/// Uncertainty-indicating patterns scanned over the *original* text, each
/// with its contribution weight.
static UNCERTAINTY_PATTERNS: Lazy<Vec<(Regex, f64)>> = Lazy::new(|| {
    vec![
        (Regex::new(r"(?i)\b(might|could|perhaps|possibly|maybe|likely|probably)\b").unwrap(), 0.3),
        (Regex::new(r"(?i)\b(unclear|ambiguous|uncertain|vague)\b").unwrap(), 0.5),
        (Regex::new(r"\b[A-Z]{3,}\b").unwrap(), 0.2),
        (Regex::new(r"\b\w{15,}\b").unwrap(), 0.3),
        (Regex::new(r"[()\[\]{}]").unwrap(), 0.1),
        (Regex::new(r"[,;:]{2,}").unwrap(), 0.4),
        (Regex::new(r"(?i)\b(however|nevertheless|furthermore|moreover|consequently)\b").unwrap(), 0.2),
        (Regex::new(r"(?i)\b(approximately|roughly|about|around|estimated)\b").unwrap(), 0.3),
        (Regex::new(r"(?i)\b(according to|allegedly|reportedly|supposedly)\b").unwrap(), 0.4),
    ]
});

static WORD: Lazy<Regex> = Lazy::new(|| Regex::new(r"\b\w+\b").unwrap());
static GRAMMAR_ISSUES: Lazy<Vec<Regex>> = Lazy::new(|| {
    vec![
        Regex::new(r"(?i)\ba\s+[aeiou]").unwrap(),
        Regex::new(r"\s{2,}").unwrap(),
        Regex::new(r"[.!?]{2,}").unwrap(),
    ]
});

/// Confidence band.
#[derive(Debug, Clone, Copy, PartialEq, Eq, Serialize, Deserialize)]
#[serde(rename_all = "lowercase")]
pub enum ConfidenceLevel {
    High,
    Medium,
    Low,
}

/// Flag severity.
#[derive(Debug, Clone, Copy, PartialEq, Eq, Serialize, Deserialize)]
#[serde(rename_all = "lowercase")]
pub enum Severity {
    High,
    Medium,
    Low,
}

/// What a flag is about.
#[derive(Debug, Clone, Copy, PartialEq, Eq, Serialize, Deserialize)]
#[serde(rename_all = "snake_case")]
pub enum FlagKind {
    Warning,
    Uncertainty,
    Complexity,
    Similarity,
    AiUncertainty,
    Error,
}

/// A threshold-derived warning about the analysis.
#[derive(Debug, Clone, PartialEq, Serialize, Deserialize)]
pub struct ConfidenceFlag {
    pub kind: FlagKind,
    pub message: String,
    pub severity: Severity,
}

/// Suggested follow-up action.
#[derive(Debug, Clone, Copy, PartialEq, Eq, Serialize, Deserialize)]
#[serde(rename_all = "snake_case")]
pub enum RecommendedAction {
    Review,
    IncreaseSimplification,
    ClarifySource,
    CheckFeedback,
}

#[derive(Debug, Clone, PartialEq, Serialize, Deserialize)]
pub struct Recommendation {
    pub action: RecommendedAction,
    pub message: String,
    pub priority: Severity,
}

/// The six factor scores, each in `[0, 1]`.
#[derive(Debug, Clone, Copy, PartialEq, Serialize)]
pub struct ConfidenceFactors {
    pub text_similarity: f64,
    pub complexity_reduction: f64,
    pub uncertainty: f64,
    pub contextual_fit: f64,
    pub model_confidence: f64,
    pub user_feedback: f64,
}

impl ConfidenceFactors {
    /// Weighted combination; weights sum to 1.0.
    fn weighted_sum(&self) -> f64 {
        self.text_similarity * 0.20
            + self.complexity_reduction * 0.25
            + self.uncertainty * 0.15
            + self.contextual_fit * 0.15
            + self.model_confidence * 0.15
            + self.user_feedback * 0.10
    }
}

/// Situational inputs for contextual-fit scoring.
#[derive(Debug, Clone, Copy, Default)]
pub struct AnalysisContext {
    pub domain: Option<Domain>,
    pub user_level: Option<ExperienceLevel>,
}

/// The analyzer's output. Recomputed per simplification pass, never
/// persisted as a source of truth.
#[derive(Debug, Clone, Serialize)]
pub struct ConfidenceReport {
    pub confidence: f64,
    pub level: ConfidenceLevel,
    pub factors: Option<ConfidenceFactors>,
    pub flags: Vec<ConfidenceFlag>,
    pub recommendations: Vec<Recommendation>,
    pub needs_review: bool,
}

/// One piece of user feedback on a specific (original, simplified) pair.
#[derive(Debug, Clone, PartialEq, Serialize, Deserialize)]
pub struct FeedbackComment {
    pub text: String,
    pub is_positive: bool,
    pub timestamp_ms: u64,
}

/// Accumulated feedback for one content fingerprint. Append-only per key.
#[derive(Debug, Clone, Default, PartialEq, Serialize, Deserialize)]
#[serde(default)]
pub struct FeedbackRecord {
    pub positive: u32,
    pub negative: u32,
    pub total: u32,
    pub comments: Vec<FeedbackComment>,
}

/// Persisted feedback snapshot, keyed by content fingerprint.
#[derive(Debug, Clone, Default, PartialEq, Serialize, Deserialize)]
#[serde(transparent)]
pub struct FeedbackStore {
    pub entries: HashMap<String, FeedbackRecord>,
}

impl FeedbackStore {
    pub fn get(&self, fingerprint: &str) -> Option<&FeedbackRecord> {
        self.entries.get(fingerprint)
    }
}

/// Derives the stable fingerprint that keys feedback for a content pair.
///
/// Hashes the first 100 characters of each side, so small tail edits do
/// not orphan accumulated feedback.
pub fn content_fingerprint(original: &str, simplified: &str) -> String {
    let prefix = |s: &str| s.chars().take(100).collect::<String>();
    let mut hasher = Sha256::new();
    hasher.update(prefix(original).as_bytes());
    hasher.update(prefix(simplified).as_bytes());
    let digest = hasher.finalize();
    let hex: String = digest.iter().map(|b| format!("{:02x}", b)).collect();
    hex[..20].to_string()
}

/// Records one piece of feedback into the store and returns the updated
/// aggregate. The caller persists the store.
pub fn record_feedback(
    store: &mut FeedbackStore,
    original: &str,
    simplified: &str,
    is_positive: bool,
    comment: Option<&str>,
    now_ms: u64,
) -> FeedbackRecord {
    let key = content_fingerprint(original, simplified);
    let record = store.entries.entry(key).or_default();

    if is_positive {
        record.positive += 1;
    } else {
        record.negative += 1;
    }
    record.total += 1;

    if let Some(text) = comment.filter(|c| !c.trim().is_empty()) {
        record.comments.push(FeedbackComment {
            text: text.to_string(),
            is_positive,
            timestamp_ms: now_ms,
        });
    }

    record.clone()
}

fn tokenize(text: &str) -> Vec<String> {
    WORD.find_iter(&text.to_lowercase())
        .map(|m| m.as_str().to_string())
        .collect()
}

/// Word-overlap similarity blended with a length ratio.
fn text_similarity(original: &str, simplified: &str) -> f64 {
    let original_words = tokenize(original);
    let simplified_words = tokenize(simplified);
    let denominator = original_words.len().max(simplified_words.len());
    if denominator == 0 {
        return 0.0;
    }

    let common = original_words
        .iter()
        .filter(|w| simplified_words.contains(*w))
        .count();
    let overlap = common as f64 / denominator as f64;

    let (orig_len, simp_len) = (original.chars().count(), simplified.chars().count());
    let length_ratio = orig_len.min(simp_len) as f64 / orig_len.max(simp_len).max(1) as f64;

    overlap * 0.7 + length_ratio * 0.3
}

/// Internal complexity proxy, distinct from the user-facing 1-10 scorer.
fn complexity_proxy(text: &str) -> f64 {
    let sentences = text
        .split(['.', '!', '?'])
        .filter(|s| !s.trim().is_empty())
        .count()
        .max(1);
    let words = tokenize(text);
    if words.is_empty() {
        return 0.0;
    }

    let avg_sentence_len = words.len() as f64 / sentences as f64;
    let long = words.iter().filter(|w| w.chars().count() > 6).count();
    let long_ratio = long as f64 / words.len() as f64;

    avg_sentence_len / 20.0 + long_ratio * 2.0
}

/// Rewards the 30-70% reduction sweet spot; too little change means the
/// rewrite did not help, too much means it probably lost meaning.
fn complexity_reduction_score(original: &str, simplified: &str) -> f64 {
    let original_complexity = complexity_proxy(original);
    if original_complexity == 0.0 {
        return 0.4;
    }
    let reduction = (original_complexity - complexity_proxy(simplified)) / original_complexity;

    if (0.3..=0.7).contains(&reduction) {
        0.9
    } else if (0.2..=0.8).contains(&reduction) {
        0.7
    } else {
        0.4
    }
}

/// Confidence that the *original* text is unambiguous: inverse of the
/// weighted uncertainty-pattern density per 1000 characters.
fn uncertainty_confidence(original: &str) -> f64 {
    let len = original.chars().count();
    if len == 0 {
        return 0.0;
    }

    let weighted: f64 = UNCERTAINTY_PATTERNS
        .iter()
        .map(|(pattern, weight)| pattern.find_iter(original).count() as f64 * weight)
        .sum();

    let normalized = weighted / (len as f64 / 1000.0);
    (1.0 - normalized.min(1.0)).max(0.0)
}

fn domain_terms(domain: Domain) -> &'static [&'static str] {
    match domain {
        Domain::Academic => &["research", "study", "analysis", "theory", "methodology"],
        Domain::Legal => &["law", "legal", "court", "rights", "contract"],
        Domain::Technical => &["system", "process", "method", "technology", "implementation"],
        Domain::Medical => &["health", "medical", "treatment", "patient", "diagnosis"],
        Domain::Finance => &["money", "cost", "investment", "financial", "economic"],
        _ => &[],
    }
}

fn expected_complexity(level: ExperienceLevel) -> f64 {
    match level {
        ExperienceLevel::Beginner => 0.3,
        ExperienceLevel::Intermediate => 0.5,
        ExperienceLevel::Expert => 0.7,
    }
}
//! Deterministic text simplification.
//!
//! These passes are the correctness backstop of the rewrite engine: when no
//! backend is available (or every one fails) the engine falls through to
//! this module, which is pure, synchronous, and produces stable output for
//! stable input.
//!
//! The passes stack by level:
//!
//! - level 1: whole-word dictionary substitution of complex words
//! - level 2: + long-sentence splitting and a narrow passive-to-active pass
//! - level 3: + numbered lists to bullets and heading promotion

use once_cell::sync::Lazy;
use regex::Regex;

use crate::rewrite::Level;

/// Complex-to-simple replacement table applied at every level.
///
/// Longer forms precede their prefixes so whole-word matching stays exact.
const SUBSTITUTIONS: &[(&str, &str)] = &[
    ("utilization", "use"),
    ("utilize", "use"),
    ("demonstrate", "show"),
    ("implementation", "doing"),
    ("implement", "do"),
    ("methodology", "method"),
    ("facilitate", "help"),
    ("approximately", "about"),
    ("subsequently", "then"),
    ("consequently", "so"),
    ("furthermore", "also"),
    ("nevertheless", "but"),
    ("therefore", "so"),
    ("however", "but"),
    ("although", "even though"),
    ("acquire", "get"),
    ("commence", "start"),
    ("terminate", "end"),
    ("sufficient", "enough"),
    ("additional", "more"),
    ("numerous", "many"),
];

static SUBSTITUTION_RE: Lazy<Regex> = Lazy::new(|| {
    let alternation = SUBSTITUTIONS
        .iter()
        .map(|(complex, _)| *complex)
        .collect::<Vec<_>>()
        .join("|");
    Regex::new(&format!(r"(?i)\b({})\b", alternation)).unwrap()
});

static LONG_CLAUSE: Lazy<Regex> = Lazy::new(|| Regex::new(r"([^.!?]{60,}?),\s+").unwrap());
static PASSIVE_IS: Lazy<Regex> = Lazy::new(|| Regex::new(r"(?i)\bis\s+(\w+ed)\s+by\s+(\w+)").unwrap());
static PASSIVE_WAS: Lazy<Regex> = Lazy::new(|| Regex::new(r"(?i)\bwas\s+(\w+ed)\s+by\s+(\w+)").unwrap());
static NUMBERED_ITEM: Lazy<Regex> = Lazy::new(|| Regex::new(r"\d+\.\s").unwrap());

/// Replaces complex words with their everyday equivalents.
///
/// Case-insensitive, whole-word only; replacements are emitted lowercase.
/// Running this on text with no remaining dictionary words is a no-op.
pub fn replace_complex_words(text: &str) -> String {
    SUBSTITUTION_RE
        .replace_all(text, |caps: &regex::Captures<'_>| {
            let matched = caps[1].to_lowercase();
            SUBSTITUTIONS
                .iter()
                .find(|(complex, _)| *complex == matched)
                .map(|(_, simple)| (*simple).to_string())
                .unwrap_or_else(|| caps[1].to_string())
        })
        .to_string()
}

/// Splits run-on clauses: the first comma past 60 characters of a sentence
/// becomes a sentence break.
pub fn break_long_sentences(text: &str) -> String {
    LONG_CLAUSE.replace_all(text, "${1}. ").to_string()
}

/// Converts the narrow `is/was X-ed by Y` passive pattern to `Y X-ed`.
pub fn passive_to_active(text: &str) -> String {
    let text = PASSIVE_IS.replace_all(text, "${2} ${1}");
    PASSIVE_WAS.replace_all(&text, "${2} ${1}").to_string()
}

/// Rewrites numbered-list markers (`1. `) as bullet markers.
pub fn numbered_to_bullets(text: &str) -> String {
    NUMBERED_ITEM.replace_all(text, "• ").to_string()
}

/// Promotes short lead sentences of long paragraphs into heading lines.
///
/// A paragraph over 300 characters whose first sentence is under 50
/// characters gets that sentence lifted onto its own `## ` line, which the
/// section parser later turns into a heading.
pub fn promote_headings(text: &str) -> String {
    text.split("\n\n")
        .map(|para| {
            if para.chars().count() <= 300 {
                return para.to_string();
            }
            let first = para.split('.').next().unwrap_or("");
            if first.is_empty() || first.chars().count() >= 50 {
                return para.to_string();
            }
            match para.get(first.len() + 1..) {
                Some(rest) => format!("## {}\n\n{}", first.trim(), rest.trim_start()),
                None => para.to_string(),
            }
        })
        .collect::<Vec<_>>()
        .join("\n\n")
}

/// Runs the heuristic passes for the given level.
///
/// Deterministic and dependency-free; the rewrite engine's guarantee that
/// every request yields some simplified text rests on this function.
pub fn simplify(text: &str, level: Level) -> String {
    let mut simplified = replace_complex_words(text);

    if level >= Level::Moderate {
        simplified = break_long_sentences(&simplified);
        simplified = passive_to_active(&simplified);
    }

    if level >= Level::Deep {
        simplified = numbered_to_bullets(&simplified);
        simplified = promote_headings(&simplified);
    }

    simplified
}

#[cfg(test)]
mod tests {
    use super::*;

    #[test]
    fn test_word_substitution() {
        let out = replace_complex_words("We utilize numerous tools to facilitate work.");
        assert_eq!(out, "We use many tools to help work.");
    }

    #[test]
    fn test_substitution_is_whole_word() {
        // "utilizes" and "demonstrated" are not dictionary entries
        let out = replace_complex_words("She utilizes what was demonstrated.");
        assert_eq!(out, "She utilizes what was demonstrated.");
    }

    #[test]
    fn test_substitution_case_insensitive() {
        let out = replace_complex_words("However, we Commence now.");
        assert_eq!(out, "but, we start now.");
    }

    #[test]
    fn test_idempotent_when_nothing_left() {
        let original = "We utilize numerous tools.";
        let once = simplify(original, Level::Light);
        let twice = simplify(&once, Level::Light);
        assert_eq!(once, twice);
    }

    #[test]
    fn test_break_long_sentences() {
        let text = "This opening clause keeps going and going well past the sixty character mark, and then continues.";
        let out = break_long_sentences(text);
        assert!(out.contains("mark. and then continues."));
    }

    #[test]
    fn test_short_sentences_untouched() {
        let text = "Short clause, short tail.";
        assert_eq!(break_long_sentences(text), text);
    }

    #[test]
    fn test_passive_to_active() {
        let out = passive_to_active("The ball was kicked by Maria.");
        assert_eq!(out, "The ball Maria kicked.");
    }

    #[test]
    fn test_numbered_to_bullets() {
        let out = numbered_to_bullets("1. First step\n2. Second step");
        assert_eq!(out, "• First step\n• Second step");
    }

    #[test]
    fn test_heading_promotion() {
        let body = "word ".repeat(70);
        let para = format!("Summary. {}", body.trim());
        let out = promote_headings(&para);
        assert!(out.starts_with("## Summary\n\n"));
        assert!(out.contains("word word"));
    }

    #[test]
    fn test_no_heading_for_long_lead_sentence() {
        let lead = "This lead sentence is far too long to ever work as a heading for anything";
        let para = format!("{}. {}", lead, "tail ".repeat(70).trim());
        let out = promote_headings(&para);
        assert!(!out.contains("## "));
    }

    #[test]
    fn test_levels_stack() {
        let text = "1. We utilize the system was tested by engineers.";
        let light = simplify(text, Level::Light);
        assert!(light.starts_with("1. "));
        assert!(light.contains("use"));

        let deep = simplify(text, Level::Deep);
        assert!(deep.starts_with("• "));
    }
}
^^^^^^^^^^^^^^^^
◆ **PROBLEM**:
Select every line in the records above that contains the word "Second".

◆ **THE COMPLETED TASK**:
        let out = numbered_to_bullets("1. First step\n2. Second step");
        assert_eq!(out, "• First step\n• Second step");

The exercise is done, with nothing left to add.